YOUR GOAL
Here the job is to return only the lines of the material, exactly, from the first one to the line with "segment must match.".

SUPPLIED RECORDS
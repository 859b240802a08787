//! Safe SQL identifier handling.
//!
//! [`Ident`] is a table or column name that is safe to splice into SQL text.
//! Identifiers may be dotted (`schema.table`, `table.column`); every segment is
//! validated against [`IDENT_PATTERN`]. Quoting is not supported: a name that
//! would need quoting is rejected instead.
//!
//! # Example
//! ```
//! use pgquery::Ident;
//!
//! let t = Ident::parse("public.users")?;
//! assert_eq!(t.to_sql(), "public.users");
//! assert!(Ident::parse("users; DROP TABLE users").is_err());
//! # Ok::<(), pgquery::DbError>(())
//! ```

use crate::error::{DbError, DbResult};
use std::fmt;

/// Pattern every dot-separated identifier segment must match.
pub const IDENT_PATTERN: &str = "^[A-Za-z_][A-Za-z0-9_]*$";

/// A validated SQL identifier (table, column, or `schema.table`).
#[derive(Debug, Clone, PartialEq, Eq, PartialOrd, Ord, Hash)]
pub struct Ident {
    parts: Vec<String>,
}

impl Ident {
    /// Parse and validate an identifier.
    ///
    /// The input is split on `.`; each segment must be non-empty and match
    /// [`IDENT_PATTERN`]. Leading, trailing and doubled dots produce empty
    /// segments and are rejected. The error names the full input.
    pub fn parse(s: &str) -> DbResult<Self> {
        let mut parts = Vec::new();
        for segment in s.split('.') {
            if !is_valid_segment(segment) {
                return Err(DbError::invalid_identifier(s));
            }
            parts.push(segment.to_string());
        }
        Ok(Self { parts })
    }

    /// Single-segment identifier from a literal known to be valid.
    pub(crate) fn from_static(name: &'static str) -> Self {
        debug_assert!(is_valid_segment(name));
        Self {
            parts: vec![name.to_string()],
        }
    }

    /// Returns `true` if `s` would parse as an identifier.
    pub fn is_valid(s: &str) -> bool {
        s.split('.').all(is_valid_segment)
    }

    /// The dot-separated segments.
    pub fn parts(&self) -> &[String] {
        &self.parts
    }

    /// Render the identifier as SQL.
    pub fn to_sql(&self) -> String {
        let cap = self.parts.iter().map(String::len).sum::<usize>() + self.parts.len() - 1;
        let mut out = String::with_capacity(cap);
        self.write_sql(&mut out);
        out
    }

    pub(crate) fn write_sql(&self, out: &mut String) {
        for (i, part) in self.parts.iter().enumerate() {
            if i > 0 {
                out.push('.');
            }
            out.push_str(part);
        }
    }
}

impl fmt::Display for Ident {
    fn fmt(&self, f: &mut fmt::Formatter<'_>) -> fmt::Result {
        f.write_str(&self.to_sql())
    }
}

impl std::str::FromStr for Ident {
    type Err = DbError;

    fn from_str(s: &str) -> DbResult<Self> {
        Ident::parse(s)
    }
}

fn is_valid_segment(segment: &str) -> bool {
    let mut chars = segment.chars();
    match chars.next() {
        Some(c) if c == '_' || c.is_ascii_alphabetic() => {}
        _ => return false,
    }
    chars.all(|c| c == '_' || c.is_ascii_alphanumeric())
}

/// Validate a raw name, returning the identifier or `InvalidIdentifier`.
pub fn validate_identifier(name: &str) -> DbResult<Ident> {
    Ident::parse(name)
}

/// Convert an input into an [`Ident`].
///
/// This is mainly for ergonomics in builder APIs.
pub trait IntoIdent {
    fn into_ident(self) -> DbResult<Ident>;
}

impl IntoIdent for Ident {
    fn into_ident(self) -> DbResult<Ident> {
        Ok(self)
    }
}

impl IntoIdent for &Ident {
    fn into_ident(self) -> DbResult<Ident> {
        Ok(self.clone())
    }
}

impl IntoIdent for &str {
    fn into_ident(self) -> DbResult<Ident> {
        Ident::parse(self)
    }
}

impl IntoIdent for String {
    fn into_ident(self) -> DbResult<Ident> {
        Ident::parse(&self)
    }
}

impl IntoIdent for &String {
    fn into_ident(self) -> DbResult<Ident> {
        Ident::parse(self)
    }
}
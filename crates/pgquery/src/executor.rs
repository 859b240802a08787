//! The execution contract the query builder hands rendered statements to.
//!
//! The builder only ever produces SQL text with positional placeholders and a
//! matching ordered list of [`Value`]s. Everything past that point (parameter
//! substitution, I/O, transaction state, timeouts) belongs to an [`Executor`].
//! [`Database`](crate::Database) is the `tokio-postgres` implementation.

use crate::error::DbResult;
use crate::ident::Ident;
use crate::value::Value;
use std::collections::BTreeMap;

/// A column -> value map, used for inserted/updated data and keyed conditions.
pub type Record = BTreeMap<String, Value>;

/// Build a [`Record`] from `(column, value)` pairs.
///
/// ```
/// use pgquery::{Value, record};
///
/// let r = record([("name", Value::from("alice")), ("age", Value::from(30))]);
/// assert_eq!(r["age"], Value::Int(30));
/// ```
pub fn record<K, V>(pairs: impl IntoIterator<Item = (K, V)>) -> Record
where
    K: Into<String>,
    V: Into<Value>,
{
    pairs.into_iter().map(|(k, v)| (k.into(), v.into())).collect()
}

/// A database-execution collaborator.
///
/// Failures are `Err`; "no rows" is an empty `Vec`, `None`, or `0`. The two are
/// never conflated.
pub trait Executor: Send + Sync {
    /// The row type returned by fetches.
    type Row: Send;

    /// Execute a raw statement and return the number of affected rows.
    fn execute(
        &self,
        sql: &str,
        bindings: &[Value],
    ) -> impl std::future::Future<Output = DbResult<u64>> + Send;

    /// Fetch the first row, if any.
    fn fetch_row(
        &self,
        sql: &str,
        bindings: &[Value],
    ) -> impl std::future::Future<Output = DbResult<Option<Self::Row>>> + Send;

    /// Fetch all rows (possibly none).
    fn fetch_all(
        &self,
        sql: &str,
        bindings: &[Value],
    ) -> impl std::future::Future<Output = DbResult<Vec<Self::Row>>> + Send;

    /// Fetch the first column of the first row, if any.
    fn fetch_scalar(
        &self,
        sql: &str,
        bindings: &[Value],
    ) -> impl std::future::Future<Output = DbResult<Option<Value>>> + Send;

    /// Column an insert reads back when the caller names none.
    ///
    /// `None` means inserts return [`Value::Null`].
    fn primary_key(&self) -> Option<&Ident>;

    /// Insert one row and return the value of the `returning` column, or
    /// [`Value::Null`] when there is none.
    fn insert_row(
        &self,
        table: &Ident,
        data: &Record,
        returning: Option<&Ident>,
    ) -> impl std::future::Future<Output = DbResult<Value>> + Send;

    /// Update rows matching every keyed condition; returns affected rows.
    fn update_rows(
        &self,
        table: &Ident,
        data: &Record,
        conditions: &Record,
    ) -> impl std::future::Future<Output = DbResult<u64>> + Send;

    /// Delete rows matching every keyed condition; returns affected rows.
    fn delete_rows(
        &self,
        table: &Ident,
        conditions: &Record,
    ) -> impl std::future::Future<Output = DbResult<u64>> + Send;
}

SOLUTION TO THIS PROBLEM
repository 859b240802a08787
//! Safe SQL identifier handling.
//!
//! [`Ident`] is a table or column name that is safe to splice into SQL text.
//! Identifiers may be dotted (`schema.table`, `table.column`); every segment is
//! validated against [`IDENT_PATTERN`]. Quoting is not supported: a name that
//! would need quoting is rejected instead.
//!
//! # Example
//! ```
//! use pgquery::Ident;
//!
//! let t = Ident::parse("public.users")?;
//! assert_eq!(t.to_sql(), "public.users");
//! assert!(Ident::parse("users; DROP TABLE users").is_err());
//! # Ok::<(), pgquery::DbError>(())
//! ```

use crate::error::{DbError, DbResult};
use std::fmt;

/// Pattern every dot-separated identifier segment must match.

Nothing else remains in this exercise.